**EXERCISE GOAL**
Write out the stretch of lines below that begins at the line with "pub fn ws_url(&self)" and ends at the line with "impl FromStr for", including both, exactly as given and nothing more.

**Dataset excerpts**
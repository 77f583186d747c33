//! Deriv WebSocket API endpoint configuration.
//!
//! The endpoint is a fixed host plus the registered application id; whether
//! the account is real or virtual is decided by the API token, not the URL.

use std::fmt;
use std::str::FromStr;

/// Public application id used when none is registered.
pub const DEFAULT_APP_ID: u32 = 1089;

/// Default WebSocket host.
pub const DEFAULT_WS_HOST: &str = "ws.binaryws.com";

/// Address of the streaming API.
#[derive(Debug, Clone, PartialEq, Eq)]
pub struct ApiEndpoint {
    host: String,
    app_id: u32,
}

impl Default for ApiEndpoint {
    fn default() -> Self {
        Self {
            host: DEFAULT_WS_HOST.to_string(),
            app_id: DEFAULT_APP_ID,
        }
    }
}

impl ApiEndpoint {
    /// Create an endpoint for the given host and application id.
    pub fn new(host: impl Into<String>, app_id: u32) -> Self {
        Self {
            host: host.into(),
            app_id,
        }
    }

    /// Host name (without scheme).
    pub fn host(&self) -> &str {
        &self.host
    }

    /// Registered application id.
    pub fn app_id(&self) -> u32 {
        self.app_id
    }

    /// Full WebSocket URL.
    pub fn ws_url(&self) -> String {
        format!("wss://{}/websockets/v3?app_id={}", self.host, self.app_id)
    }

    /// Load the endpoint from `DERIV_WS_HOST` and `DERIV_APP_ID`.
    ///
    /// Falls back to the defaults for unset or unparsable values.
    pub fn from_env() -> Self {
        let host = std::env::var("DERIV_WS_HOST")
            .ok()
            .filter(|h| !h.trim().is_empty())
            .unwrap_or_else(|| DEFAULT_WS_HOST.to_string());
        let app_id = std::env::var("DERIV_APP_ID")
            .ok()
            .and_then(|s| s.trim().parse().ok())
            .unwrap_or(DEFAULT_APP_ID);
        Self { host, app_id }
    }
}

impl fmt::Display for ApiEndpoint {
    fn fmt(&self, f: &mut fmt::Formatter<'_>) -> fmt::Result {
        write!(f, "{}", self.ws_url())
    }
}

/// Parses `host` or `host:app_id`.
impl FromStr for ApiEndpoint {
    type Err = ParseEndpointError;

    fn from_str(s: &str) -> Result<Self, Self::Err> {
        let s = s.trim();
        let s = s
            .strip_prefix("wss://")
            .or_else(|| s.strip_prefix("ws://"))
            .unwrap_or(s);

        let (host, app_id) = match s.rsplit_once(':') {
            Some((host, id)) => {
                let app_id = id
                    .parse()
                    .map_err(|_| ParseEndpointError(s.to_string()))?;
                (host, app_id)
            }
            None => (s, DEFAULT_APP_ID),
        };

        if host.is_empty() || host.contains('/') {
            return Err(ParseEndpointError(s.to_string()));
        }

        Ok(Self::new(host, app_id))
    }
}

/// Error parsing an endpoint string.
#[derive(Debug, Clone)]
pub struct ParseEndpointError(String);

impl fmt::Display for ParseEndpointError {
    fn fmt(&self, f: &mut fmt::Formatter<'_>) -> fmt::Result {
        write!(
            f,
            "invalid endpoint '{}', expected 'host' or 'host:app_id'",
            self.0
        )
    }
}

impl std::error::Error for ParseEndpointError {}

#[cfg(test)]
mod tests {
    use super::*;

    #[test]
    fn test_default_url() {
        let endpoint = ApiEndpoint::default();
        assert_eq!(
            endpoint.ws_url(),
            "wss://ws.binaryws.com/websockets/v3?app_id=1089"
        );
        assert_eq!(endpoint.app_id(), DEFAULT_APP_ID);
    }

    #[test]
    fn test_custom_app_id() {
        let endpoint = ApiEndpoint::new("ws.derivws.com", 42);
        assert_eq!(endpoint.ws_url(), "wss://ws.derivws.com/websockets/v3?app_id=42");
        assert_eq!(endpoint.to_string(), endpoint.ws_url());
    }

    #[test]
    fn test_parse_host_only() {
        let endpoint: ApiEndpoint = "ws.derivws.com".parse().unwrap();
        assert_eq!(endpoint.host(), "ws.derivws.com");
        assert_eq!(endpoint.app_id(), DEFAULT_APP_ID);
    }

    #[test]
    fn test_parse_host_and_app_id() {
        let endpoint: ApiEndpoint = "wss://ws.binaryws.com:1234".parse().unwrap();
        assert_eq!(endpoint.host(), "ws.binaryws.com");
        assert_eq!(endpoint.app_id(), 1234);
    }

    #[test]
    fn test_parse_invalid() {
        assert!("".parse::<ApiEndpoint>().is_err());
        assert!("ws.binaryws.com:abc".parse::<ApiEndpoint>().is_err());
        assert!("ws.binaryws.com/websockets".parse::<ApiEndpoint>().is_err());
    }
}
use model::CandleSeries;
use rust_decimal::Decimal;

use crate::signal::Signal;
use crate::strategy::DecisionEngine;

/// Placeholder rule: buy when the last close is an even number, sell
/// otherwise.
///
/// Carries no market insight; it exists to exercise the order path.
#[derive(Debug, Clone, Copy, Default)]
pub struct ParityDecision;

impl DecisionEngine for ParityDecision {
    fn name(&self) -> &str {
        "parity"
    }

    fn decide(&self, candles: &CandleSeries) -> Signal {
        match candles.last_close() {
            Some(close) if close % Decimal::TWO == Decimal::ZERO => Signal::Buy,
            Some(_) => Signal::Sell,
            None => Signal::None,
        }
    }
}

--

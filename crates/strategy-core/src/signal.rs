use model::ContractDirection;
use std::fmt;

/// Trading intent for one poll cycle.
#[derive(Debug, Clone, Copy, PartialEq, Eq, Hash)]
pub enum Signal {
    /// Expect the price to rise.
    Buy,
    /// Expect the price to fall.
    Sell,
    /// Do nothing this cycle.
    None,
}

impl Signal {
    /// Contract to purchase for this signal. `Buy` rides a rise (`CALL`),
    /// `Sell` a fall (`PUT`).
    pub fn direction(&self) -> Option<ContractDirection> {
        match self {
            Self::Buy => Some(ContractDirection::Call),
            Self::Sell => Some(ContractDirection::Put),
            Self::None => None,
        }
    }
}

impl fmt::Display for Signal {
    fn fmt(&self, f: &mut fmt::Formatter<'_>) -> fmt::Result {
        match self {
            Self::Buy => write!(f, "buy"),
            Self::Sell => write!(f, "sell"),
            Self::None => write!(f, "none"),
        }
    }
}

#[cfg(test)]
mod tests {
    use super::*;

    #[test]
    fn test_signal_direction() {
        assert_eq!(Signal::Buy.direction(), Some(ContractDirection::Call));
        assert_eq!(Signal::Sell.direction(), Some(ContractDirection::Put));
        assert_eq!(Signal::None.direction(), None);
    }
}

---

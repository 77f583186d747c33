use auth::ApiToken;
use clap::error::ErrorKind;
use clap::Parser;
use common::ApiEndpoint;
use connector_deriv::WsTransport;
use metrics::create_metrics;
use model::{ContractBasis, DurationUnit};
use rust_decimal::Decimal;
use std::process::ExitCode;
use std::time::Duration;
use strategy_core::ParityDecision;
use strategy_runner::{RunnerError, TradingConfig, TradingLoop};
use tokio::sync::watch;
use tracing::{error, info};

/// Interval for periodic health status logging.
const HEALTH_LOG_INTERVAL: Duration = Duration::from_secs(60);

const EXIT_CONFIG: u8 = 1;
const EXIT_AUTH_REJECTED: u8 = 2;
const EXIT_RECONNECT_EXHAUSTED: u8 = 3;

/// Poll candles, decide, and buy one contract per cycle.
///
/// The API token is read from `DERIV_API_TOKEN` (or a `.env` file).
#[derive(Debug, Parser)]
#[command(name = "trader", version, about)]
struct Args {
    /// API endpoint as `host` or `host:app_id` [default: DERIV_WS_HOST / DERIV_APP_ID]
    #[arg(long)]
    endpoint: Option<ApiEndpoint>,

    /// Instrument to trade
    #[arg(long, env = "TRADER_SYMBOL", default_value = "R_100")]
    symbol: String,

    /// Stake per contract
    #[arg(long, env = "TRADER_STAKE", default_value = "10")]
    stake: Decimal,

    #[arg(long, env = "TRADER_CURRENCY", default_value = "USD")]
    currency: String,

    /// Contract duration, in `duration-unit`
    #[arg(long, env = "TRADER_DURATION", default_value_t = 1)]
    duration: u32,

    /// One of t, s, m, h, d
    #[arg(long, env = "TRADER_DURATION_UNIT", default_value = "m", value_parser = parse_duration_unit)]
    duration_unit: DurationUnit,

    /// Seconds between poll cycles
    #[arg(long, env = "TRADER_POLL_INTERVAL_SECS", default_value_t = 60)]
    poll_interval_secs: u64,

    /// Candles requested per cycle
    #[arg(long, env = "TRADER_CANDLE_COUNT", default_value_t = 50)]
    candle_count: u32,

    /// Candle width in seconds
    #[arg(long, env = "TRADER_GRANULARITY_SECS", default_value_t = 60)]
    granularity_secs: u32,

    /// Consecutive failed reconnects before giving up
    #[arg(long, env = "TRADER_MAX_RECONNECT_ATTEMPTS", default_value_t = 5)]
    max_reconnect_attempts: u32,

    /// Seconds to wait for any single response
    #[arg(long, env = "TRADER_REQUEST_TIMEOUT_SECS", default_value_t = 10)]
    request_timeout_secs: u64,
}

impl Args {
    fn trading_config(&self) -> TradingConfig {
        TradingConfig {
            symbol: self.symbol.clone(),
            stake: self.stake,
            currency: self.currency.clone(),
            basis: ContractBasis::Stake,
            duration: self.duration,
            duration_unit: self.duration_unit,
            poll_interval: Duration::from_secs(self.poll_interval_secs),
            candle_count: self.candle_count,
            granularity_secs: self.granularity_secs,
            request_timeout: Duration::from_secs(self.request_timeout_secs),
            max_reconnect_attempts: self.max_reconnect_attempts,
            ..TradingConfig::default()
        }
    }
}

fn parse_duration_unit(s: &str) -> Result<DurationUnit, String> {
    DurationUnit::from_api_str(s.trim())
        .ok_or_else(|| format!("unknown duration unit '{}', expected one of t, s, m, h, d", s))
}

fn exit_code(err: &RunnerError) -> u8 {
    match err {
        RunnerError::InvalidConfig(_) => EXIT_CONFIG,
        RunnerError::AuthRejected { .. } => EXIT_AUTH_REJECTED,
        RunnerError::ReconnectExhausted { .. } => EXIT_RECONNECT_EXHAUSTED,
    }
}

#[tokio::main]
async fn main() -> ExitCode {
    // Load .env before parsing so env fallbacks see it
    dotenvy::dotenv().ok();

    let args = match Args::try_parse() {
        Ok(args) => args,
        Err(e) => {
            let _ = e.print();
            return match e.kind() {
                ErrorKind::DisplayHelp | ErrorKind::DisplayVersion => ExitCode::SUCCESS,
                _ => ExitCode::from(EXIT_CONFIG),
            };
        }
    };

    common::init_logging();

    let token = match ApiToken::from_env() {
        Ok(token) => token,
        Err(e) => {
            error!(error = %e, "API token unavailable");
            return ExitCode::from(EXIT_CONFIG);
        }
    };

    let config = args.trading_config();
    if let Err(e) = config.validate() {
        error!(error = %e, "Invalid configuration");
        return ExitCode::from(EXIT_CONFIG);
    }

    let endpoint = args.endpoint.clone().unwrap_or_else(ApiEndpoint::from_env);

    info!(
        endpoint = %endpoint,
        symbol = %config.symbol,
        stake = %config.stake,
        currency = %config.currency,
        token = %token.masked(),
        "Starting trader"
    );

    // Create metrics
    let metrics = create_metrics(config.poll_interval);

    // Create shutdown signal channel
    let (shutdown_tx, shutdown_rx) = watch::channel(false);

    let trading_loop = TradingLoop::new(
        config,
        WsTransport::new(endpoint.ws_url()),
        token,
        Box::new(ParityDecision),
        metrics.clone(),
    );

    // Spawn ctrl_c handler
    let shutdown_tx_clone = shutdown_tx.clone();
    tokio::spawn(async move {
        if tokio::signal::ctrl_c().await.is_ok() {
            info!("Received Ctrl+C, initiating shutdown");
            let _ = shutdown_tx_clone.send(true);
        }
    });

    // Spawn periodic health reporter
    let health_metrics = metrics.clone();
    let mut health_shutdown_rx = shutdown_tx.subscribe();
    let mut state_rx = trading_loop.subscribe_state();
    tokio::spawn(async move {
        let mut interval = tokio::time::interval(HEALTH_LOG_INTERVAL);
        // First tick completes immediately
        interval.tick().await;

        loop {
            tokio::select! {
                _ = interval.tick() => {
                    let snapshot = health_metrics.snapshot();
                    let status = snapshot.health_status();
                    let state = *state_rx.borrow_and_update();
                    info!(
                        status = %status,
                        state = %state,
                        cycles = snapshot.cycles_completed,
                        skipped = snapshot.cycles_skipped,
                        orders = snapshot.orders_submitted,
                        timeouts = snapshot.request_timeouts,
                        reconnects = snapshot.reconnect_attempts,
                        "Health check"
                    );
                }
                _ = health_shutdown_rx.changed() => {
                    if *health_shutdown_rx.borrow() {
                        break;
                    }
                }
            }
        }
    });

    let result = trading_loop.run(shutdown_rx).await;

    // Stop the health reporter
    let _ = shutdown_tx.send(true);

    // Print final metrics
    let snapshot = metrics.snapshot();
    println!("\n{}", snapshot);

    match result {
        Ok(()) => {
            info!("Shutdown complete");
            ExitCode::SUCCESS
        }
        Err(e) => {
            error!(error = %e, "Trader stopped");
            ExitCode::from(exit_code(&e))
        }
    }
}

**OUTPUT OF THE EXERCISE**
    pub fn ws_url(&self) -> String {
        format!("wss://{}/websockets/v3?app_id={}", self.host, self.app_id)
    }

    /// Load the endpoint from `DERIV_WS_HOST` and `DERIV_APP_ID`.
    ///
    /// Falls back to the defaults for unset or unparsable values.
    pub fn from_env() -> Self {
        let host = std::env::var("DERIV_WS_HOST")
            .ok()
            .filter(|h| !h.trim().is_empty())
            .unwrap_or_else(|| DEFAULT_WS_HOST.to_string());
        let app_id = std::env::var("DERIV_APP_ID")
            .ok()
            .and_then(|s| s.trim().parse().ok())
            .unwrap_or(DEFAULT_APP_ID);
        Self { host, app_id }
    }
}

impl fmt::Display for ApiEndpoint {
    fn fmt(&self, f: &mut fmt::Formatter<'_>) -> fmt::Result {
        write!(f, "{}", self.ws_url())
    }
}

/// Parses `host` or `host:app_id`.
impl FromStr for ApiEndpoint {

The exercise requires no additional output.